Buccinasco, armi da guerra e droga: in manette due trafficanti

Sorpresa dopo il fermo di due pusher: sequestrate tre pistole e un kalashnikof perfettamente funzionanti

Nell'immagine, un sequestro di armi e droga da parte dei carabinieri Nell'immagine, un sequestro di armi e droga da parte dei carabinieri

Il merito va ascritto ai carabinieri di Trezzano che dopo una lunga attività investigativa, ieri pomeriggio, hanno arrestato due malviventi di 38 e 46 anni. L'accusa è: spaccio e detenzione distupefacenti e detenzione di armi da guerra. I due (il più vecchio con precedenti penali perché condannato per rapina e traffico di droga) erano stati fermati dai militari per un controllo.

Documenti falsi

Hanno però mostrato dei documenti di identità falsi, subito scoperti dai carabinieri che li hanno bloccati. Una volta che sono stati identificati è scattata la perquisizione delle loro abitazioni, in via Don Minzoni, a Buccinasco. E qui, la sorpresa. Gli investigatori hanno trovato e sequestrato mezzo chilo di hashish, un kalashnikov di provenienza balcanica, un revolver 44 Magnum, una pistola calibro 7.65, una pistola calibro 6,35. Tutte armi perfettamente manutenute e pronte all'uso. I due sono stati rinchiusi in una cella di San Vittore.
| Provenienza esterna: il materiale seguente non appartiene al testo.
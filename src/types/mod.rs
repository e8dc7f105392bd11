pub mod birth_date;
pub mod guid;
pub mod text;

pub mod author;
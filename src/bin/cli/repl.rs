use std::path::PathBuf;

use anyhow::Result;
use reedline::{
    ColumnarMenu, DefaultCompleter, Emacs, ExampleHighlighter, FileBackedHistory, KeyCode,
    KeyModifiers, Reedline, ReedlineEvent, ReedlineMenu, Signal,
};

use crate::prompt::AutoresPrompt;

const HISTORY_SIZE: usize = 1000;

pub struct Repl {
    reedline: Reedline,
    prompt:   AutoresPrompt,
}

impl Repl {
    pub fn new(commands: Vec<String>, history_file: PathBuf) -> Result<Self> {
        if let Some(parent) = history_file.parent() {
            std::fs::create_dir_all(parent)?;
        }
        let history = Box::new(FileBackedHistory::with_file(HISTORY_SIZE, history_file)?);

        let completer = Box::new(DefaultCompleter::new_with_wordlen(commands.clone(), 1));

        let completion_menu = Box::new(ColumnarMenu::default().with_name("completion_menu"));

        let mut keybindings = reedline::default_emacs_keybindings();
        keybindings.add_binding(
            KeyModifiers::NONE,
            KeyCode::Tab,
            ReedlineEvent::UntilFound(vec![
                ReedlineEvent::Menu("completion_menu".to_string()),
                ReedlineEvent::MenuNext,
            ]),
        );

        let edit_mode = Box::new(Emacs::new(keybindings));

        let line_editor = Reedline::create()
            .with_history(history)
            .with_highlighter(Box::new(ExampleHighlighter::new(commands)))
            .with_completer(completer)
            .with_menu(ReedlineMenu::EngineCompleter(completion_menu))
            .with_edit_mode(edit_mode);

        Ok(Repl {
            reedline: line_editor,
            prompt:   AutoresPrompt::default(),
        })
    }

    pub fn read_line(&mut self, editing: Option<String>) -> Result<Signal> {
        self.prompt.editing = editing;
        Ok(self.reedline.read_line(&self.prompt)?)
    }
}
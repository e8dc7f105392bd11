use clap::{Arg, ArgAction, Command};

fn guid_arg() -> Arg {
    Arg::new("guid").help("GUID of the author, picked from the list when omitted")
}

pub fn arg_parser() -> Command {
    Command::new("autores")
        .about("Manage authors through the Autor API")
        .multicall(true)
        .subcommand_required(true)
        .subcommand(Command::new("list").about("Load and show every author"))
        .subcommand(
            Command::new("search")
                .about("Search authors by name, an empty name shows everyone")
                .arg(Arg::new("name").num_args(1..)),
        )
        .subcommand(
            Command::new("create")
                .about("Fill the form and create an author")
                .arg(Arg::new("first-name").long("first-name").short('f'))
                .arg(Arg::new("last-name").long("last-name").short('l'))
                .arg(
                    Arg::new("born")
                        .long("born")
                        .short('b')
                        .help("Birth date, e.g. 1990-05-01 or \"oct 7, 1970\""),
                ),
        )
        .subcommand(
            Command::new("edit")
                .about("Load an author into the form and update it")
                .arg(guid_arg()),
        )
        .subcommand(Command::new("submit").about("Send the current form again"))
        .subcommand(Command::new("show").about("Show the form"))
        .subcommand(Command::new("cancel").about("Clear the form and return to create mode"))
        .subcommand(
            Command::new("delete")
                .about("Delete an author")
                .arg(guid_arg())
                .arg(
                    Arg::new("yes")
                        .long("yes")
                        .short('y')
                        .help("Do not ask for confirmation")
                        .action(ArgAction::SetTrue),
                ),
        )
        .subcommand(Command::new("export").about("Write the displayed authors as CSV"))
        .subcommand(Command::new("config").about("Print the default configuration"))
}

pub fn arg_parser_cli() -> Command {
    arg_parser().subcommand(Command::new("repl").about("Launch a read eval print loop"))
}

pub fn arg_parser_repl() -> Command {
    arg_parser().subcommand(Command::new("exit").about("Leave the repl"))
}

pub fn generate_completions() -> Vec<String> {
    let cmd = arg_parser_repl();
    let mut subcmds = cmd
        .get_subcommands()
        .map(|x| x.get_name().to_string())
        .collect::<Vec<_>>();
    subcmds.sort();
    subcmds
}
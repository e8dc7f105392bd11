use std::fmt::Display;

use serde::{Deserialize, Serialize};
use serde_json::Value;

use crate::{
    config::{Config, Styleable},
    traits::DisplayTerminal,
    types::{birth_date::BirthDate, guid::Guid},
};

/// An author as returned by the server.
#[derive(Debug, Clone, PartialEq, Eq, Serialize, Deserialize)]
pub struct Author {
    #[serde(rename = "autorLibroId")]
    pub id:         i64,
    #[serde(rename = "autorLibroGuid")]
    pub guid:       Guid,
    #[serde(rename = "nombre")]
    pub first_name: String,
    #[serde(rename = "apellido")]
    pub last_name:  String,
    #[serde(rename = "fechaNacimiento")]
    pub birth_date: BirthDate,
}

/// Body of `POST /api/Autor`.
#[derive(Debug, Clone, PartialEq, Eq, Serialize, Deserialize)]
pub struct NewAuthor {
    #[serde(rename = "nombre")]
    pub first_name: String,
    #[serde(rename = "apellido")]
    pub last_name:  String,
    #[serde(rename = "fechaNacimiento")]
    pub birth_date: BirthDate,
}

/// Body of `PUT /api/Autor/{guid}`.
#[derive(Debug, Clone, PartialEq, Eq, Serialize, Deserialize)]
pub struct AuthorUpdate {
    #[serde(rename = "autorLibroGuid")]
    pub guid:       Guid,
    #[serde(rename = "nombre")]
    pub first_name: String,
    #[serde(rename = "apellido")]
    pub last_name:  String,
    #[serde(rename = "fechaNacimiento")]
    pub birth_date: BirthDate,
}

/// The search endpoint answers with either a single author or a list.
#[derive(Debug, Clone, PartialEq, Eq)]
pub enum AuthorList {
    Many(Vec<Author>),
    One(Author),
}

impl AuthorList {
    /// Picks the shape from the JSON itself, so a bad field is reported with its path.
    pub fn from_value(value: Value) -> Result<Self, serde_path_to_error::Error<serde_json::Error>> {
        if value.is_array() {
            serde_path_to_error::deserialize(value).map(AuthorList::Many)
        } else {
            serde_path_to_error::deserialize(value).map(AuthorList::One)
        }
    }

    pub fn into_vec(self) -> Vec<Author> {
        match self {
            AuthorList::Many(authors) => authors,
            AuthorList::One(author) => vec![author],
        }
    }
}

impl Display for Author {
    fn fmt(&self, f: &mut std::fmt::Formatter<'_>) -> std::fmt::Result {
        write!(
            f,
            "{}, {} ({}) ({})",
            self.last_name, self.first_name, self.birth_date, self.guid
        )
    }
}

impl DisplayTerminal for Author {
    fn fmt_terminal(&self, config: &Config) -> String {
        format!(
            "{}, {} {}",
            self.last_name,
            self.first_name,
            format!("({})", self.guid).style(&config.style_dimmed)
        )
    }
}
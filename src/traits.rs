use crate::{
    client::ApiError,
    config::Config,
    types::{
        author::{Author, AuthorUpdate, NewAuthor},
        guid::Guid,
    },
};

/// Remote store of authors.
#[allow(async_fn_in_trait)]
pub trait AuthorApi {
    async fn list(&self) -> Result<Vec<Author>, ApiError>;

    /// Authors whose name matches `name`. A single match is still returned as a list.
    async fn search_by_name(&self, name: &str) -> Result<Vec<Author>, ApiError>;

    async fn create(&self, author: &NewAuthor) -> Result<(), ApiError>;

    async fn update(&self, guid: &Guid, author: &AuthorUpdate) -> Result<(), ApiError>;

    async fn delete(&self, guid: &Guid) -> Result<(), ApiError>;
}

/// Yes/no question put to the user before a destructive action.
#[allow(async_fn_in_trait)]
pub trait Confirm {
    async fn confirm(&self, message: &str) -> bool;
}

pub trait DisplayTerminal {
    fn fmt_terminal(&self, config: &Config) -> String;
}
pub mod client;
pub mod config;
pub mod default_colors;
pub mod export;
pub mod manager;
pub mod render;
pub mod traits;
pub mod types;
use crossterm::style::Color;

pub const COLOR_WHITE: Color = Color::Rgb {
    r: 202,
    g: 211,
    b: 245,
};
pub const COLOR_DIMMED: Color = Color::Rgb {
    r: 110,
    g: 115,
    b: 141,
};
pub const COLOR_HEADER: Color = Color::Rgb {
    r: 138,
    g: 173,
    b: 244,
};
pub const COLOR_ROW_EVEN: Color = Color::Rgb {
    r: 202,
    g: 211,
    b: 245,
};
pub const COLOR_ROW_ODD: Color = Color::Rgb {
    r: 184,
    g: 192,
    b: 224,
};
pub const COLOR_EDIT_MODE: Color = Color::Rgb {
    r: 238,
    g: 153,
    b: 16,
};
pub const COLOR_CREATE_MODE: Color = Color::Rgb {
    r: 166,
    g: 218,
    b: 149,
};
pub const COLOR_ERROR: Color = Color::Rgb {
    r: 237,
    g: 135,
    b: 150,
};
//! Route command handler for planning accessible routes between locations.

use anyhow::{Context, Result};
use clap::{Args, ValueEnum};

use campus_nav_lib::{plan_route, AccessibilityProfile, RouteAlgorithm, RouteRequest};

use super::CampusContext;
use crate::output::OutputFormat;

/// Search algorithm names accepted on the command line.
#[derive(Debug, Clone, Copy, PartialEq, Eq, Default, ValueEnum)]
pub enum AlgorithmArg {
    #[default]
    Dijkstra,
    AStar,
}

impl From<AlgorithmArg> for RouteAlgorithm {
    fn from(value: AlgorithmArg) -> Self {
        match value {
            AlgorithmArg::Dijkstra => RouteAlgorithm::Dijkstra,
            AlgorithmArg::AStar => RouteAlgorithm::AStar,
        }
    }
}

/// Arguments for the route command.
#[derive(Args, Debug, Clone)]
pub struct RouteArgs {
    /// Starting location: node id or label, e.g. "Robotics Lab (101)".
    #[arg(long = "from")]
    pub from: String,
    /// Destination: node id or label.
    #[arg(long = "to")]
    pub to: String,
    /// Never use stairs.
    #[arg(long)]
    pub elevators_only: bool,
    /// Use stairs only when nothing else connects.
    #[arg(long)]
    pub avoid_stairs: bool,
    /// Multiplier applied to stair lengths (>= 1.0).
    #[arg(long)]
    pub stairs_penalty: Option<f64>,
    /// Search algorithm.
    #[arg(long, value_enum, default_value_t = AlgorithmArg::Dijkstra)]
    pub algorithm: AlgorithmArg,
    /// Output format.
    #[arg(long, value_enum, default_value_t = OutputFormat::Text)]
    pub format: OutputFormat,
}

impl RouteArgs {
    /// Accessibility profile described by the flags.
    pub fn profile(&self) -> AccessibilityProfile {
        let defaults = AccessibilityProfile::default();
        AccessibilityProfile {
            stairs_allowed: !self.avoid_stairs,
            elevators_only: self.elevators_only,
            stairs_penalty: self.stairs_penalty.unwrap_or(defaults.stairs_penalty),
        }
    }

    /// Convert CLI args to a library [`RouteRequest`].
    pub fn to_request(&self) -> RouteRequest {
        RouteRequest::new(self.from.as_str(), self.to.as_str())
            .with_profile(self.profile())
            .with_algorithm(self.algorithm.into())
    }
}

/// Plan the requested route and render it in the requested format.
pub fn render_route_command(context: &CampusContext, args: &RouteArgs) -> Result<String> {
    let request = args.to_request();
    let plan = plan_route(&context.graph, &request, &context.config)
        .with_context(|| format!("failed to plan a route from {} to {}", args.from, args.to))?;
    args.format.render(&context.graph, &plan)
}

/// Handle the route subcommand.
pub fn handle_route_command(context: &CampusContext, args: &RouteArgs) -> Result<()> {
    print!("{}", render_route_command(context, args)?);
    Ok(())
}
Intanto, le indagini proseguono. I militari vogliono accertare se i due sono collegati a qualche clan 'ndranghetista o mafioso che non mancano in zona, o se sono cani sciolti. Quest'ultima ipotesi, però sembra la meno prrobabile. Accertamenti sono previsti anche per sapere se le armi sequestrate sono state impiegate in rapine, omicidi o operazioni criminali precedenti. Seguono aggiornamenti.